* **Records for this task**:
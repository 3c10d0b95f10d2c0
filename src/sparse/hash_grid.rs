//! Coordinate hash grid: coordinate -> active-site index
//!
//! A grid is built for one set of coordinates (an input tensor during
//! validation, or the output of one rulebook build) and owned by that build.
//! Indices are handed out sequentially in insertion order, so the caller
//! controls determinism by controlling insertion order.
//!
//! Keys linearize the full coordinate, batch index included:
//!
//! ```text
//! key = ((batch * D1 + x1) * D2 + x2) * ... * Dk + xk
//! ```
//!
//! so two sites that share spatial coordinates in different batch elements
//! never alias.

use crate::error::{Error, Result};
use crate::runtime::allocator::alloc_filled;
use crate::tensor::Shape;
use rustc_hash::FxHashMap;
use smallvec::SmallVec;

/// Default upper bound on `batch * spatial volume` for a flat-array grid.
pub const DEFAULT_DENSE_LIMIT: usize = 1 << 22;

const ABSENT: u32 = u32::MAX;

/// Backing-store selection for [`HashGrid`]
///
/// The choice never changes results, only memory use and lookup cost.
#[derive(Debug, Clone, Copy, PartialEq, Eq)]
pub enum GridPolicy {
    /// Flat array when `batch * volume <= dense_limit`, hash table otherwise
    Auto {
        /// Largest grid volume that uses a flat array
        dense_limit: usize,
    },
    /// Always use a flat array indexed by the linearized coordinate
    Dense,
    /// Always use a hash table
    Hash,
}

impl Default for GridPolicy {
    fn default() -> Self {
        GridPolicy::Auto {
            dense_limit: DEFAULT_DENSE_LIMIT,
        }
    }
}

impl GridPolicy {
    /// Returns true if a grid of `volume` cells should use a flat array
    pub fn use_dense(&self, volume: usize) -> bool {
        match *self {
            GridPolicy::Auto { dense_limit } => volume <= dense_limit,
            GridPolicy::Dense => true,
            GridPolicy::Hash => false,
        }
    }
}

#[derive(Debug, Clone)]
enum Backing {
    Dense(Vec<u32>),
    Hash(FxHashMap<u64, u32>),
}

/// Append-only map from coordinates to sequential active-site indices
///
/// Lookups take `&self`, so a finished grid can be shared across threads for
/// concurrent read-only queries.
#[derive(Debug, Clone)]
pub struct HashGrid {
    backing: Backing,
    spatial_shape: Shape,
    batch_size: usize,
    /// Strides for batch followed by each spatial dim
    strides: SmallVec<[u64; 5]>,
    len: usize,
}

impl HashGrid {
    /// Create an empty grid over `batch_size x spatial_shape`
    pub fn new(spatial_shape: &Shape, batch_size: usize, policy: GridPolicy) -> Result<Self> {
        Self::with_capacity(spatial_shape, batch_size, policy, 0)
    }

    /// Create an empty grid, reserving hash capacity for `capacity` sites
    pub fn with_capacity(
        spatial_shape: &Shape,
        batch_size: usize,
        policy: GridPolicy,
        capacity: usize,
    ) -> Result<Self> {
        let total = spatial_shape
            .checked_volume()
            .and_then(|v| v.checked_mul(batch_size))
            .filter(|&v| v <= i64::MAX as usize)
            .ok_or_else(|| {
                Error::invalid_argument(
                    "spatial_shape",
                    format!("grid {:?} x batch {} is too large", spatial_shape, batch_size),
                )
            })?;

        let ndim = spatial_shape.ndim();
        let mut strides: SmallVec<[u64; 5]> = SmallVec::from_elem(1, ndim + 1);
        for d in (0..ndim).rev() {
            strides[d] = strides[d + 1] * spatial_shape[d] as u64;
        }

        let backing = if policy.use_dense(total) {
            Backing::Dense(alloc_filled(total, ABSENT)?)
        } else {
            let mut map = FxHashMap::default();
            map.try_reserve(capacity)
                .map_err(|_| Error::OutOfMemory {
                    size: capacity.saturating_mul(12),
                })?;
            Backing::Hash(map)
        };

        Ok(Self {
            backing,
            spatial_shape: spatial_shape.clone(),
            batch_size,
            strides,
            len: 0,
        })
    }

    /// Number of distinct coordinates inserted
    #[inline]
    pub fn len(&self) -> usize {
        self.len
    }

    /// Returns true if nothing was inserted
    #[inline]
    pub fn is_empty(&self) -> bool {
        self.len == 0
    }

    /// Returns true if the grid uses a flat array
    #[inline]
    pub fn is_dense(&self) -> bool {
        matches!(self.backing, Backing::Dense(_))
    }

    /// Linearized key of an in-bounds coordinate, `None` otherwise
    #[inline]
    pub fn key_of(&self, coord: &[i32]) -> Option<u64> {
        if coord.len() != self.strides.len() || coord[0] < 0 || coord[0] as usize >= self.batch_size {
            return None;
        }
        let mut key = coord[0] as u64 * self.strides[0];
        for d in 0..self.spatial_shape.ndim() {
            let c = coord[d + 1];
            if c < 0 || c as usize >= self.spatial_shape[d] {
                return None;
            }
            key += c as u64 * self.strides[d + 1];
        }
        Some(key)
    }

    /// Write the coordinate for `key` into `out` (length `ndim + 1`)
    #[inline]
    pub fn coord_of(&self, mut key: u64, out: &mut [i32]) {
        for (slot, &stride) in out.iter_mut().zip(self.strides.iter()) {
            *slot = (key / stride) as i32;
            key %= stride;
        }
    }

    /// Index of `coord`, inserting it with the next sequential index if absent
    ///
    /// # Errors
    ///
    /// `CoordinateOutOfBounds` if `coord` is outside the grid.
    pub fn insert_or_get(&mut self, coord: &[i32]) -> Result<usize> {
        let key = self.key_of(coord).ok_or_else(|| Error::CoordinateOutOfBounds {
            coord: coord.to_vec(),
            batch_size: self.batch_size,
            spatial_shape: self.spatial_shape.to_vec(),
        })?;
        self.insert_key_or_get(key)
    }

    /// Index for a linearized key, inserting it if absent
    ///
    /// `key` must come from [`HashGrid::key_of`] on this grid.
    pub fn insert_key_or_get(&mut self, key: u64) -> Result<usize> {
        let next = self.len;
        if next >= ABSENT as usize {
            return Err(Error::invalid_argument(
                "indices",
                format!("more than {} active sites", ABSENT - 1),
            ));
        }
        let index = match &mut self.backing {
            Backing::Dense(cells) => {
                let cell = &mut cells[key as usize];
                if *cell == ABSENT {
                    *cell = next as u32;
                }
                *cell
            }
            Backing::Hash(map) => *map.entry(key).or_insert(next as u32),
        };
        if index as usize == next {
            self.len += 1;
        }
        Ok(index as usize)
    }

    /// Index of `coord`, `None` if absent or out of bounds
    #[inline]
    pub fn get(&self, coord: &[i32]) -> Option<usize> {
        self.key_of(coord).and_then(|key| self.get_key(key))
    }

    /// Index for a linearized key, `None` if absent
    #[inline]
    pub fn get_key(&self, key: u64) -> Option<usize> {
        match &self.backing {
            Backing::Dense(cells) => match cells.get(key as usize) {
                Some(&idx) if idx != ABSENT => Some(idx as usize),
                _ => None,
            },
            Backing::Hash(map) => map.get(&key).map(|&idx| idx as usize),
        }
    }
}

#[cfg(test)]
mod tests {
    use super::*;

    fn grids() -> Vec<HashGrid> {
        let shape = Shape::from([4, 5]);
        vec![
            HashGrid::new(&shape, 2, GridPolicy::Dense).unwrap(),
            HashGrid::new(&shape, 2, GridPolicy::Hash).unwrap(),
        ]
    }

    #[test]
    fn test_sequential_indices() {
        for mut grid in grids() {
            assert_eq!(grid.insert_or_get(&[0, 1, 2]).unwrap(), 0);
            assert_eq!(grid.insert_or_get(&[1, 3, 4]).unwrap(), 1);
            assert_eq!(grid.insert_or_get(&[0, 1, 2]).unwrap(), 0);
            assert_eq!(grid.len(), 2);
            assert_eq!(grid.get(&[1, 3, 4]), Some(1));
            assert_eq!(grid.get(&[0, 0, 0]), None);
        }
    }

    #[test]
    fn test_batch_index_is_part_of_key() {
        for mut grid in grids() {
            let a = grid.insert_or_get(&[0, 2, 2]).unwrap();
            let b = grid.insert_or_get(&[1, 2, 2]).unwrap();
            assert_ne!(a, b);
            assert_eq!(grid.get(&[1, 2, 2]), Some(b));
        }
    }

    #[test]
    fn test_out_of_bounds() {
        for mut grid in grids() {
            assert!(grid.insert_or_get(&[0, 4, 0]).is_err());
            assert!(grid.insert_or_get(&[2, 0, 0]).is_err());
            assert_eq!(grid.get(&[0, -1, 0]), None);
            assert!(grid.is_empty());
        }
    }

    #[test]
    fn test_key_roundtrip() {
        let grid = HashGrid::new(&Shape::from([3, 4, 5]), 2, GridPolicy::Hash).unwrap();
        let key = grid.key_of(&[1, 2, 3, 4]).unwrap();
        let mut coord = [0i32; 4];
        grid.coord_of(key, &mut coord);
        assert_eq!(coord, [1, 2, 3, 4]);
    }

    #[test]
    fn test_policy_selection() {
        let shape = Shape::from([8, 8]);
        let grid = HashGrid::new(&shape, 1, GridPolicy::Auto { dense_limit: 64 }).unwrap();
        assert!(grid.is_dense());
        let grid = HashGrid::new(&shape, 2, GridPolicy::Auto { dense_limit: 64 }).unwrap();
        assert!(!grid.is_dense());
    }
}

* **Task brief**: From the line that has "a hash table" through the line that has "across threads for", copy every line exactly as it appears above, and leave out all others.

* **Exercise output**:
    /// Always use a hash table
    Hash,
}

impl Default for GridPolicy {
    fn default() -> Self {
        GridPolicy::Auto {
            dense_limit: DEFAULT_DENSE_LIMIT,
        }
    }
}

impl GridPolicy {
    /// Returns true if a grid of `volume` cells should use a flat array
    pub fn use_dense(&self, volume: usize) -> bool {
        match *self {
            GridPolicy::Auto { dense_limit } => volume <= dense_limit,
            GridPolicy::Dense => true,
            GridPolicy::Hash => false,
        }
    }
}

#[derive(Debug, Clone)]
enum Backing {
    Dense(Vec<u32>),
    Hash(FxHashMap<u64, u32>),
}

/// Append-only map from coordinates to sequential active-site indices
///
/// Lookups take `&self`, so a finished grid can be shared across threads for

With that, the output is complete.